La classe media europea, come nel secolo scorso, preferisce ignorare l’evidenza e continuare a credere che l’euro rappresenti qualcosa di diverso da una gigantesca speculazione finanziaria, che ha impoverito i cittadini europei a scapito del capitale finanziario. Chiude gli occhi sul fatto che allegramente Europa e FMI supportano a suon di miliardi lo stato fallito ucraino, senza che nessuno venga consultato su queste scelte. La Germania finanzia la ricostruzione della Novorussia, dando soldi a Poroshenko che nel frattempo la bombarda!

cavalleria tedesca
Di nuovo unita e possente, la Germania si mette alla testa del golpismo finanziario, del capitalismo selvaggio del nuovo secolo, forte della sua economia mercantilista e del suo export, prona agli interessi USA come sempre, piú di sempre, incapace di presentare un progetto che non sia di dominio e coercizione. Nel mirino delle sue politiche i Paesi del Sud Europa, non solo i “pigroni”greci, anche spagnoli, italiani, portoghesi, e ben presto francesi.

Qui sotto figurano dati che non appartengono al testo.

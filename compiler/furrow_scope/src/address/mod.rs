//! Packed variable addresses.

use std::fmt;

/// A resolved variable reference: `depth` hops outward, then `slot`.
///
/// Layout: 32 bits, `depth` in bits 31-16 and `slot` in bits 15-0.
/// Depth 0 means the variable lives in the scope the query started from.
#[derive(Copy, Clone, Eq, PartialEq, Ord, PartialOrd, Hash)]
#[repr(transparent)]
pub struct VarAddress(u32);

impl VarAddress {
    /// Largest encodable depth or slot.
    pub const MAX_FIELD: u16 = u16::MAX;

    /// Pack a depth and slot.
    #[inline]
    pub const fn new(depth: u16, slot: u16) -> Self {
        VarAddress(((depth as u32) << 16) | slot as u32)
    }

    /// Reinterpret a raw packed value.
    #[inline]
    pub const fn from_raw(raw: u32) -> Self {
        VarAddress(raw)
    }

    /// Number of enclosing-scope hops.
    #[inline]
    pub const fn depth(self) -> u16 {
        (self.0 >> 16) as u16
    }

    /// Index within the scope that owns the variable.
    #[inline]
    pub const fn slot(self) -> u16 {
        (self.0 & 0xFFFF) as u16
    }

    /// The packed integer.
    #[inline]
    pub const fn raw(self) -> u32 {
        self.0
    }

    /// Whether the variable lives in the querying scope itself.
    #[inline]
    pub const fn is_local(self) -> bool {
        self.depth() == 0
    }
}

impl fmt::Debug for VarAddress {
    fn fmt(&self, f: &mut fmt::Formatter<'_>) -> fmt::Result {
        write!(f, "VarAddress(depth={}, slot={})", self.depth(), self.slot())
    }
}

impl fmt::Display for VarAddress {
    fn fmt(&self, f: &mut fmt::Formatter<'_>) -> fmt::Result {
        write!(f, "{}:{}", self.depth(), self.slot())
    }
}
//! Parse tables.
//!
//! The engine consumes the comb-compressed array set produced by yacc-family
//! generators (jay/byacc layout):
//!
//! - `def_red[state]`: rule to reduce without looking at the lookahead, or 0
//! - `sindex[state]` / `rindex[state]`: row base of the state's shift/reduce
//!   entries inside `table`; 0 means the row is empty
//! - `gindex[nonterminal]`: row base of the goto entries for a nonterminal,
//!   keyed by the state underneath; `dgoto[nonterminal]` is the fallback
//! - `table[base + column]` holds the action, valid only when
//!   `check[base + column] == column`
//! - `lhs[rule]` / `len[rule]`: reduced nonterminal and right-hand side length
//!
//! Rule 0 is `$accept`, nonterminal 0 the start symbol and state 0 the start
//! state. Every out-of-range index reads as "no action".

mod builder;

pub use builder::TableBuilder;

use furrow_ir::TokenKind;
use std::fmt;

use crate::TableError;

/// An automaton state.
#[derive(Copy, Clone, Eq, PartialEq, Ord, PartialOrd, Hash, Default)]
#[repr(transparent)]
pub struct StateId(u32);

impl StateId {
    /// The start state.
    pub const START: StateId = StateId(0);

    #[inline]
    pub const fn new(raw: u32) -> Self {
        StateId(raw)
    }

    #[inline]
    pub const fn raw(self) -> u32 {
        self.0
    }

    #[inline]
    pub const fn index(self) -> usize {
        self.0 as usize
    }

    /// Column used for this state in goto rows.
    #[inline]
    fn column(self) -> Option<i32> {
        i32::try_from(self.0).ok()
    }
}

impl fmt::Debug for StateId {
    fn fmt(&self, f: &mut fmt::Formatter<'_>) -> fmt::Result {
        write!(f, "S{}", self.0)
    }
}

/// A grammar rule number.
#[derive(Copy, Clone, Eq, PartialEq, Ord, PartialOrd, Hash)]
#[repr(transparent)]
pub struct RuleId(u32);

impl RuleId {
    /// The `$accept` rule.
    pub const ACCEPT: RuleId = RuleId(0);

    #[inline]
    pub const fn new(raw: u32) -> Self {
        RuleId(raw)
    }

    #[inline]
    pub const fn raw(self) -> u32 {
        self.0
    }

    #[inline]
    pub const fn index(self) -> usize {
        self.0 as usize
    }
}

impl fmt::Debug for RuleId {
    fn fmt(&self, f: &mut fmt::Formatter<'_>) -> fmt::Result {
        write!(f, "R{}", self.0)
    }
}

/// Raw generator output, exactly as emitted.
#[derive(Clone, Debug, Default, PartialEq, Eq)]
#[cfg_attr(feature = "serde", derive(serde::Serialize, serde::Deserialize))]
pub struct TableArrays {
    pub lhs: Vec<i32>,
    pub len: Vec<i32>,
    pub def_red: Vec<i32>,
    pub dgoto: Vec<i32>,
    pub sindex: Vec<i32>,
    pub rindex: Vec<i32>,
    pub gindex: Vec<i32>,
    pub table: Vec<i32>,
    pub check: Vec<i32>,
    /// Display names indexed by token kind; `None` for unused numbers.
    pub names: Vec<Option<String>>,
    /// Rule texts for tracing; empty or one per rule.
    pub rules: Vec<String>,
    pub final_state: u32,
    pub error_token: u16,
}

/// Validated, immutable parse tables.
#[derive(Clone, Debug, PartialEq, Eq)]
#[cfg_attr(
    feature = "serde",
    derive(serde::Serialize, serde::Deserialize),
    serde(try_from = "TableArrays", into = "TableArrays")
)]
pub struct ParseTables {
    arrays: TableArrays,
}

impl ParseTables {
    /// Validate generator output.
    pub fn new(arrays: TableArrays) -> Result<Self, TableError> {
        arrays.validate()?;
        Ok(ParseTables { arrays })
    }

    /// The raw arrays.
    pub fn arrays(&self) -> &TableArrays {
        &self.arrays
    }

    /// Number of automaton states.
    pub fn state_count(&self) -> usize {
        self.arrays.def_red.len()
    }

    /// Number of rules, including `$accept`.
    pub fn rule_count(&self) -> usize {
        self.arrays.len.len()
    }

    /// Number of nonterminals.
    pub fn nonterminal_count(&self) -> usize {
        self.arrays.dgoto.len()
    }

    /// State reached after the start symbol has been recognized.
    pub fn final_state(&self) -> StateId {
        StateId(self.arrays.final_state)
    }

    /// The `error` pseudo-token.
    pub fn error_token(&self) -> TokenKind {
        TokenKind::new(self.arrays.error_token)
    }

    /// Reduction to apply in `state` regardless of lookahead.
    pub fn default_reduction(&self, state: StateId) -> Option<RuleId> {
        let rule = *self.arrays.def_red.get(state.index())?;
        if rule == 0 {
            return None;
        }
        self.rule_id(rule)
    }

    /// Target state when shifting `token` in `state`.
    pub fn shift_target(&self, state: StateId, token: TokenKind) -> Option<StateId> {
        let base = *self.arrays.sindex.get(state.index())?;
        self.entry(base, token.index()).and_then(|s| self.state_id(s))
    }

    /// Rule to reduce when `token` is seen in `state`.
    pub fn reduce_rule(&self, state: StateId, token: TokenKind) -> Option<RuleId> {
        let base = *self.arrays.rindex.get(state.index())?;
        self.entry(base, token.index()).and_then(|r| self.rule_id(r))
    }

    /// State to enter after reducing to `nonterminal` with `state` on top.
    pub fn goto(&self, state: StateId, nonterminal: u32) -> Option<StateId> {
        let nt = usize::try_from(nonterminal).ok()?;
        let base = *self.arrays.gindex.get(nt)?;
        let target = match state.column().and_then(|col| self.entry(base, col)) {
            Some(target) => target,
            None => *self.arrays.dgoto.get(nt)?,
        };
        self.state_id(target)
    }

    /// Right-hand side length of `rule`.
    pub fn rule_len(&self, rule: RuleId) -> Option<usize> {
        let len = *self.arrays.len.get(rule.index())?;
        usize::try_from(len).ok()
    }

    /// Nonterminal produced by `rule`; `None` for `$accept`.
    pub fn rule_lhs(&self, rule: RuleId) -> Option<u32> {
        let lhs = *self.arrays.lhs.get(rule.index())?;
        u32::try_from(lhs).ok()
    }

    /// Rule text for tracing.
    pub fn rule_text(&self, rule: RuleId) -> &str {
        self.arrays
            .rules
            .get(rule.index())
            .map_or("", String::as_str)
    }

    /// Display name of a token kind.
    pub fn token_name(&self, kind: TokenKind) -> &str {
        match self.arrays.names.get(usize::from(kind.raw())) {
            None => "[illegal]",
            Some(None) => "[unknown]",
            Some(Some(name)) => name,
        }
    }

    /// Every token with a shift or reduce entry in `state`, in token order.
    ///
    /// Only used to build messages; parsing never consults it.
    pub fn expected_tokens(&self, state: StateId) -> Vec<TokenKind> {
        let names = &self.arrays.names;
        let mut ok = vec![false; names.len()];
        let rows = [&self.arrays.sindex, &self.arrays.rindex];
        for row in rows {
            let Some(&base) = row.get(state.index()) else {
                continue;
            };
            if base == 0 {
                continue;
            }
            let first = if base < 0 { base.unsigned_abs() as usize } else { 0 };
            for token in first..names.len() {
                let Ok(column) = i32::try_from(token) else {
                    break;
                };
                let Some(idx) = base.checked_add(column).and_then(|i| usize::try_from(i).ok())
                else {
                    continue;
                };
                if idx >= self.arrays.table.len() {
                    break;
                }
                if self.arrays.check[idx] == column && names[token].is_some() {
                    ok[token] = true;
                }
            }
        }

        let error = usize::from(self.arrays.error_token);
        ok.iter()
            .enumerate()
            .filter(|&(token, &hit)| hit && token != error)
            .filter_map(|(token, _)| u16::try_from(token).ok().map(TokenKind::new))
            .collect()
    }

    /// Display names of [`expected_tokens`](Self::expected_tokens).
    pub fn expected_names(&self, state: StateId) -> Vec<String> {
        self.expected_tokens(state)
            .into_iter()
            .map(|kind| self.token_name(kind).to_string())
            .collect()
    }

    fn entry(&self, base: i32, column: i32) -> Option<i32> {
        if base == 0 {
            return None;
        }
        let idx = usize::try_from(base.checked_add(column)?).ok()?;
        if *self.arrays.check.get(idx)? == column {
            self.arrays.table.get(idx).copied()
        } else {
            None
        }
    }

    fn state_id(&self, raw: i32) -> Option<StateId> {
        let raw = u32::try_from(raw).ok()?;
        ((raw as usize) < self.state_count()).then_some(StateId(raw))
    }

    fn rule_id(&self, raw: i32) -> Option<RuleId> {
        let raw = u32::try_from(raw).ok()?;
        ((raw as usize) < self.rule_count()).then_some(RuleId(raw))
    }
}

impl TryFrom<TableArrays> for ParseTables {
    type Error = TableError;

    fn try_from(arrays: TableArrays) -> Result<Self, Self::Error> {
        ParseTables::new(arrays)
    }
}

impl From<ParseTables> for TableArrays {
    fn from(tables: ParseTables) -> Self {
        tables.arrays
    }
}

impl TableArrays {
    /// Check that the arrays agree in length and reference valid states.
    pub fn validate(&self) -> Result<(), TableError> {
        fn same(what: &'static str, expected: usize, found: usize) -> Result<(), TableError> {
            if expected == found {
                Ok(())
            } else {
                Err(TableError::LengthMismatch {
                    what,
                    expected,
                    found,
                })
            }
        }

        let a = self;
        if a.len.is_empty() {
            return Err(TableError::Empty("rule"));
        }
        if a.def_red.is_empty() {
            return Err(TableError::Empty("state"));
        }
        same("lhs", a.len.len(), a.lhs.len())?;
        if !a.rules.is_empty() {
            same("rules", a.len.len(), a.rules.len())?;
        }
        same("sindex", a.def_red.len(), a.sindex.len())?;
        same("rindex", a.def_red.len(), a.rindex.len())?;
        same("gindex", a.dgoto.len(), a.gindex.len())?;
        same("check", a.table.len(), a.check.len())?;

        if a.final_state as usize >= a.def_red.len() {
            return Err(TableError::StateOutOfRange(a.final_state));
        }
        if let Some((rule, &len)) = a.len.iter().enumerate().find(|(_, len)| **len < 0) {
            return Err(TableError::NegativeRuleLength { rule, len });
        }
        Ok(())
    }
}
//! The parser stack.
//!
//! States, values and spans are kept in parallel vectors. The bottom frame
//! holds only the start state, so `states` is always one longer than
//! `values` and `spans`.

use furrow_ir::Span;
use smallvec::SmallVec;

use crate::tables::StateId;

/// Initial frame capacity; vectors double from here.
pub const INITIAL_CAPACITY: usize = 256;

/// Values and spans removed by a reduction.
pub(crate) type Popped<V> = (SmallVec<[V; 4]>, SmallVec<[Span; 4]>);

#[derive(Clone, Debug)]
pub struct ParseStack<V> {
    states: Vec<StateId>,
    values: Vec<V>,
    spans: Vec<Span>,
}

impl<V> ParseStack<V> {
    pub fn new() -> Self {
        let mut states = Vec::with_capacity(INITIAL_CAPACITY);
        states.push(StateId::START);
        ParseStack {
            states,
            values: Vec::with_capacity(INITIAL_CAPACITY),
            spans: Vec::with_capacity(INITIAL_CAPACITY),
        }
    }

    /// Back to a single start-state frame, keeping allocations.
    pub fn reset(&mut self) {
        self.states.truncate(1);
        if let Some(bottom) = self.states.first_mut() {
            *bottom = StateId::START;
        } else {
            self.states.push(StateId::START);
        }
        self.values.clear();
        self.spans.clear();
    }

    /// Number of frames above the bottom one.
    #[inline]
    pub fn depth(&self) -> usize {
        self.values.len()
    }

    #[inline]
    pub fn top_state(&self) -> StateId {
        self.states.last().copied().unwrap_or(StateId::START)
    }

    #[inline]
    pub fn push(&mut self, state: StateId, value: V, span: Span) {
        self.states.push(state);
        self.values.push(value);
        self.spans.push(span);
    }

    /// Drop the top frame, returning the state now on top.
    ///
    /// `None` when only the bottom frame is left.
    pub fn pop(&mut self) -> Option<StateId> {
        if self.values.is_empty() {
            return None;
        }
        self.states.pop();
        self.values.pop();
        self.spans.pop();
        Some(self.top_state())
    }

    /// Remove the top `n` frames, oldest first.
    pub(crate) fn take(&mut self, n: usize) -> Option<Popped<V>> {
        let keep = self.values.len().checked_sub(n)?;
        let values = self.values.drain(keep..).collect();
        let spans = self.spans.drain(keep..).collect();
        self.states.truncate(keep + 1);
        Some((values, spans))
    }

    /// Value of the top frame, if any.
    #[inline]
    pub fn top_value(&self) -> Option<&V> {
        self.values.last()
    }

    /// End of the top frame's span, or 0 on an empty stack.
    pub fn end_offset(&self) -> u32 {
        self.spans.last().map_or(0, |s| s.end)
    }

    /// States from the bottom frame up.
    pub fn states(&self) -> &[StateId] {
        &self.states
    }

    pub fn capacity(&self) -> usize {
        self.states.capacity()
    }
}

impl<V> Default for ParseStack<V> {
    fn default() -> Self {
        Self::new()
    }
}
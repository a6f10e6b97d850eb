//! A single scope record.

use furrow_ir::Name;
use rustc_hash::FxHashMap;
use std::fmt;

use crate::ScopeError;

/// Index of a scope in its [`ScopeChain`](crate::ScopeChain) arena.
#[derive(Copy, Clone, Eq, PartialEq, Ord, PartialOrd, Hash)]
#[repr(transparent)]
pub struct ScopeId(u32);

impl ScopeId {
    /// The chain's root scope.
    pub const ROOT: ScopeId = ScopeId(0);

    #[inline]
    pub(crate) const fn from_index(index: u32) -> Self {
        ScopeId(index)
    }

    /// Position in the arena.
    #[inline]
    pub const fn index(self) -> usize {
        self.0 as usize
    }
}

impl fmt::Debug for ScopeId {
    fn fmt(&self, f: &mut fmt::Formatter<'_>) -> fmt::Result {
        write!(f, "ScopeId({})", self.0)
    }
}

/// Resolution boundary behaviour of a scope.
#[derive(Copy, Clone, Eq, PartialEq, Hash, Debug)]
pub enum ScopeKind {
    /// Opaque boundary: top level, class and method bodies.
    Local,
    /// Transparent boundary: closure bodies.
    Block,
    /// Transparent boundary for code evaluated inside an existing scope.
    Eval,
}

impl ScopeKind {
    /// Whether misses delegate to the enclosing scope.
    #[inline]
    pub const fn is_transparent(self) -> bool {
        matches!(self, ScopeKind::Block | ScopeKind::Eval)
    }
}

/// One scope: its boundary kind, its parent and its variables in slot order.
#[derive(Clone, Debug)]
pub struct Scope {
    kind: ScopeKind,
    parent: Option<ScopeId>,
    /// Number of ancestors; bounds every depth reachable from here.
    level: u16,
    names: Vec<Name>,
    slots: FxHashMap<Name, u16>,
}

impl Scope {
    pub(crate) fn new(kind: ScopeKind, parent: Option<ScopeId>, level: u16) -> Self {
        Scope {
            kind,
            parent,
            level,
            names: Vec::new(),
            slots: FxHashMap::default(),
        }
    }

    /// Boundary kind.
    #[inline]
    pub fn kind(&self) -> ScopeKind {
        self.kind
    }

    /// Enclosing scope, `None` for the root.
    #[inline]
    pub fn parent(&self) -> Option<ScopeId> {
        self.parent
    }

    /// Number of enclosing scopes.
    #[inline]
    pub fn level(&self) -> u16 {
        self.level
    }

    /// Whether this is a block-like (transparent) scope.
    #[inline]
    pub fn is_block_scope(&self) -> bool {
        self.kind.is_transparent()
    }

    /// Variable names in slot order.
    #[inline]
    pub fn variables(&self) -> &[Name] {
        &self.names
    }

    /// Number of variables declared here.
    #[inline]
    pub fn len(&self) -> usize {
        self.names.len()
    }

    #[inline]
    pub fn is_empty(&self) -> bool {
        self.names.is_empty()
    }

    /// Slot of `name` in this scope only.
    #[inline]
    pub fn exists(&self, name: Name) -> Option<u16> {
        self.slots.get(&name).copied()
    }

    /// Name stored at `slot`.
    #[inline]
    pub fn name_at(&self, slot: u16) -> Option<Name> {
        self.names.get(usize::from(slot)).copied()
    }

    /// Add `name` to this scope, returning the existing slot if present.
    pub(crate) fn add(&mut self, id: ScopeId, name: Name) -> Result<u16, ScopeError> {
        if let Some(slot) = self.exists(name) {
            return Ok(slot);
        }
        let slot = u16::try_from(self.names.len()).map_err(|_| ScopeError::TooManyVariables {
            scope: id,
            max: usize::from(u16::MAX) + 1,
        })?;
        self.names.push(name);
        self.slots.insert(name, slot);
        Ok(slot)
    }
}
//! Lexical scope resolution for the Furrow front end.
//!
//! Scopes form a chain from the innermost body being parsed out to the
//! top-level scope. Each scope owns an ordered list of variable names; a
//! name's position in that list is its slot and never changes once assigned.
//! Resolved references are packed into a [`VarAddress`]: the number of
//! enclosing-scope hops (depth) in the high half and the slot in the low half.
//!
//! Two boundary behaviours exist:
//! - **Local** scopes (top level, class and method bodies) are opaque:
//!   resolution stops at them.
//! - **Block** and **Eval** scopes are transparent: a miss continues into the
//!   enclosing scope with depth + 1.
//!
//! The chain is an arena ([`ScopeChain`]) addressed by [`ScopeId`], so popped
//! scopes stay inspectable until the parse result is produced.

mod address;
mod chain;
mod error;
mod scope;

pub use address::VarAddress;
pub use chain::{Resolution, ScopeChain};
pub use error::ScopeError;
pub use scope::{Scope, ScopeId, ScopeKind};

D’altro canto, la sinistra europea é stata incapace di costruire una risposta, di mobilitarsi se non localmente, e di contrastare questa evoluzione nefasta. Ora c’é solo da sperare che il popolo greco sia capace di resistere al ricatto ordito contro lui, e che forze come Alba Dorata non siano atte a capitalizzare sulla scelta di Tsipras, galvanizzando il resto della destra xenofoba, populista in agguato anche in Italia.

storm 3 faro
La Grecia siamo tutti noi; tutti noi dobbiamo trovare una strada per rispondere alla fine dell’Europa, domandandoci onestamente che cosa ne é stato di questo esperimento, cosa ha portato, chi ha perso e chi ha guadagnato, e come é cambiata la nostra vita dal 2002 in poi. Da questo forse potrá scaturire una alternativa, sempre che ci sia tempo. Le vittorie ringalluziscono, e il trionfo della destra europea si fa giá sentire: Scultz benedice il TTIP, che consegnerá l’Europa alla frenesia distruttiva delle multinazionali USA e locali. La Grecia venderá le sua proprietá sovrane, ma fa solo da apripista per la restaurazione di un ordine capitalistico dell’utlima ora, tanto rapace quanto avventato, perché il banchetto sembra proprio essere l’ultimo. Un altro ordine mondiale si sta costruendo lontano da Europa e USA, bello o brutto che sia, é qui per restare, ha progetti, visioni e determinazione, e rappresenta una fetta consistente della popolazione mondiale.